OLG: Lebenslang bei besonderer Schwere der Schuld für Stephan Ernst

Das OLG hatte es als erwiesen angesehen, dass der heute 48-jährige Ernst den CDU-Politiker Lübcke am 01.06.2019 spätabends zu Hause auf dessen Terrasse aus nächster Nähe mit einem Kopfschuss getötet hatte. Er habe seinen Fremdenhass auf Lübcke projiziert, seit sich dieser auf einer Bürgerversammlung Jahre zuvor für die Aufnahme von Flüchtlingen ausgesprochen hatte. In seinem Urteil sprach das Gericht den Angeklagten wegen Mordes schuldig und verhängte eine lebenslange Freiheitsstrafe und stellte zudem die besondere Schwere der Schuld festgestellt. Eine vorzeitige Haftentlassung nach 15 Jahren ist damit rechtlich zwar möglich, in der Praxis aber so gut wie ausgeschlossen.

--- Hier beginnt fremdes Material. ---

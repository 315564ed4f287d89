use super::SeaOrmStorage;
use crate::entity::teacher_subjects;
use crate::entity::teachers::{ActiveModel, Column, Entity as Teachers};
use crate::errors::{Result, SchoolSystemError};
use crate::models::teachers::entities::{Teacher, TeacherStatus};
use sea_orm::{
    ActiveModelTrait, ColumnTrait, EntityTrait, PaginatorTrait, QueryFilter, QueryOrder,
    QuerySelect, Set,
};

impl SeaOrmStorage {
    /// 创建教师
    pub async fn create_teacher_impl(&self, user_id: i64) -> Result<Teacher> {
        let now = chrono::Utc::now().timestamp();

        let model = ActiveModel {
            user_id: Set(user_id),
            status: Set(TeacherStatus::Active.to_string()),
            created_at: Set(now),
            updated_at: Set(now),
            ..Default::default()
        };

        let result = model
            .insert(&self.db)
            .await
            .map_err(|e| SchoolSystemError::database_operation(format!("创建教师失败: {e}")))?;

        Ok(result.into_teacher())
    }

    pub async fn get_teacher_by_id_impl(&self, id: i64) -> Result<Option<Teacher>> {
        let result = Teachers::find_by_id(id)
            .one(&self.db)
            .await
            .map_err(|e| SchoolSystemError::database_operation(format!("查询教师失败: {e}")))?;

        Ok(result.map(|m| m.into_teacher()))
    }

    pub async fn get_teacher_by_user_id_impl(&self, user_id: i64) -> Result<Option<Teacher>> {
        let result = Teachers::find()
            .filter(Column::UserId.eq(user_id))
            .one(&self.db)
            .await
            .map_err(|e| SchoolSystemError::database_operation(format!("查询教师失败: {e}")))?;

        Ok(result.map(|m| m.into_teacher()))
    }

    pub async fn list_teachers_impl(&self, status: Option<TeacherStatus>) -> Result<Vec<Teacher>> {
        let mut select = Teachers::find();

        if let Some(status) = status {
            select = select.filter(Column::Status.eq(status.to_string()));
        }

        let result = select
            .order_by_desc(Column::CreatedAt)
            .all(&self.db)
            .await
            .map_err(|e| SchoolSystemError::database_operation(format!("查询教师列表失败: {e}")))?;

        Ok(result.into_iter().map(|m| m.into_teacher()).collect())
    }

    pub async fn set_teacher_status_impl(&self, id: i64, status: TeacherStatus) -> Result<bool> {
        let result = Teachers::update_many()
            .col_expr(
                Column::Status,
                sea_orm::sea_query::Expr::value(status.to_string()),
            )
            .col_expr(
                Column::UpdatedAt,
                sea_orm::sea_query::Expr::value(chrono::Utc::now().timestamp()),
            )
            .filter(Column::Id.eq(id))
            .exec(&self.db)
            .await
            .map_err(|e| SchoolSystemError::database_operation(format!("更新教师状态失败: {e}")))?;

        Ok(result.rows_affected > 0)
    }

    pub async fn delete_teacher_impl(&self, id: i64) -> Result<bool> {
        let result = Teachers::delete_by_id(id)
            .exec(&self.db)
            .await
            .map_err(|e| SchoolSystemError::database_operation(format!("删除教师失败: {e}")))?;

        Ok(result.rows_affected > 0)
    }

    /// 整体替换教师的科目关联
    pub async fn set_teacher_subjects_impl(
        &self,
        teacher_id: i64,
        subject_ids: &[i64],
    ) -> Result<()> {
        teacher_subjects::Entity::delete_many()
            .filter(teacher_subjects::Column::TeacherId.eq(teacher_id))
            .exec(&self.db)
            .await
            .map_err(|e| SchoolSystemError::database_operation(format!("清除科目关联失败: {e}")))?;

        let now = chrono::Utc::now().timestamp();
        for subject_id in subject_ids {
            let link = teacher_subjects::ActiveModel {
                teacher_id: Set(teacher_id),
                subject_id: Set(*subject_id),
                created_at: Set(now),
                ..Default::default()
            };
            link.insert(&self.db).await.map_err(|e| {
                SchoolSystemError::database_operation(format!("写入科目关联失败: {e}"))
            })?;
        }

        Ok(())
    }

    pub async fn subject_ids_of_teacher_impl(&self, teacher_id: i64) -> Result<Vec<i64>> {
        let ids: Vec<i64> = teacher_subjects::Entity::find()
            .filter(teacher_subjects::Column::TeacherId.eq(teacher_id))
            .select_only()
            .column(teacher_subjects::Column::SubjectId)
            .into_tuple()
            .all(&self.db)
            .await
            .map_err(|e| SchoolSystemError::database_operation(format!("查询科目关联失败: {e}")))?;

        Ok(ids)
    }

    /// 讲授某科目的全部教师
    pub async fn teachers_of_subject_impl(&self, subject_id: i64) -> Result<Vec<Teacher>> {
        let teacher_ids: Vec<i64> = teacher_subjects::Entity::find()
            .filter(teacher_subjects::Column::SubjectId.eq(subject_id))
            .select_only()
            .column(teacher_subjects::Column::TeacherId)
            .into_tuple()
            .all(&self.db)
            .await
            .map_err(|e| SchoolSystemError::database_operation(format!("查询科目关联失败: {e}")))?;

        if teacher_ids.is_empty() {
            return Ok(Vec::new());
        }

        let result = Teachers::find()
            .filter(Column::Id.is_in(teacher_ids))
            .all(&self.db)
            .await
            .map_err(|e| SchoolSystemError::database_operation(format!("查询教师失败: {e}")))?;

        Ok(result.into_iter().map(|m| m.into_teacher()).collect())
    }

    pub async fn count_teachers_impl(&self) -> Result<u64> {
        let count = Teachers::find()
            .count(&self.db)
            .await
            .map_err(|e| SchoolSystemError::database_operation(format!("统计教师数量失败: {e}")))?;

        Ok(count)
    }
}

BGH: Entscheidung nicht zu beanstanden

Wie der BGH nun bekanntgab, ist diese Entscheidung nicht zu beanstanden. Aus Sicht des BGH hat das OLG die Tat von Ernst richtig gewürdigt, insbesondere die Mordmerkmale Heimtücke und niedrige Beweggründe. Lübcke sei an jenem Abend arg- und somit wehrlos gewesen, er habe keine Chance gehabt. Die vom OLG getroffenen Feststellungen zur Tötung würden durch die Beweiswürdigung belegt und trügen den Schuldspruch wegen Mordes. Auch die Revision des Angeklagten gegen den Vorbehalt einer Sicherungsverwahrung nach der Haft blieb ohne Erfolg. Laut BGH seien auch die Rechtsfolgeentscheidungen des OLG nicht zu beanstanden. Es sei rechtlich zulässig gewesen, die rassistischen und ausländerfeindlichen Beweggründe des Angeklagten bei der Prüfung der besonderen Schwere der Schuld über die rein politische Motivation hinaus gesondert zu berücksichtigen.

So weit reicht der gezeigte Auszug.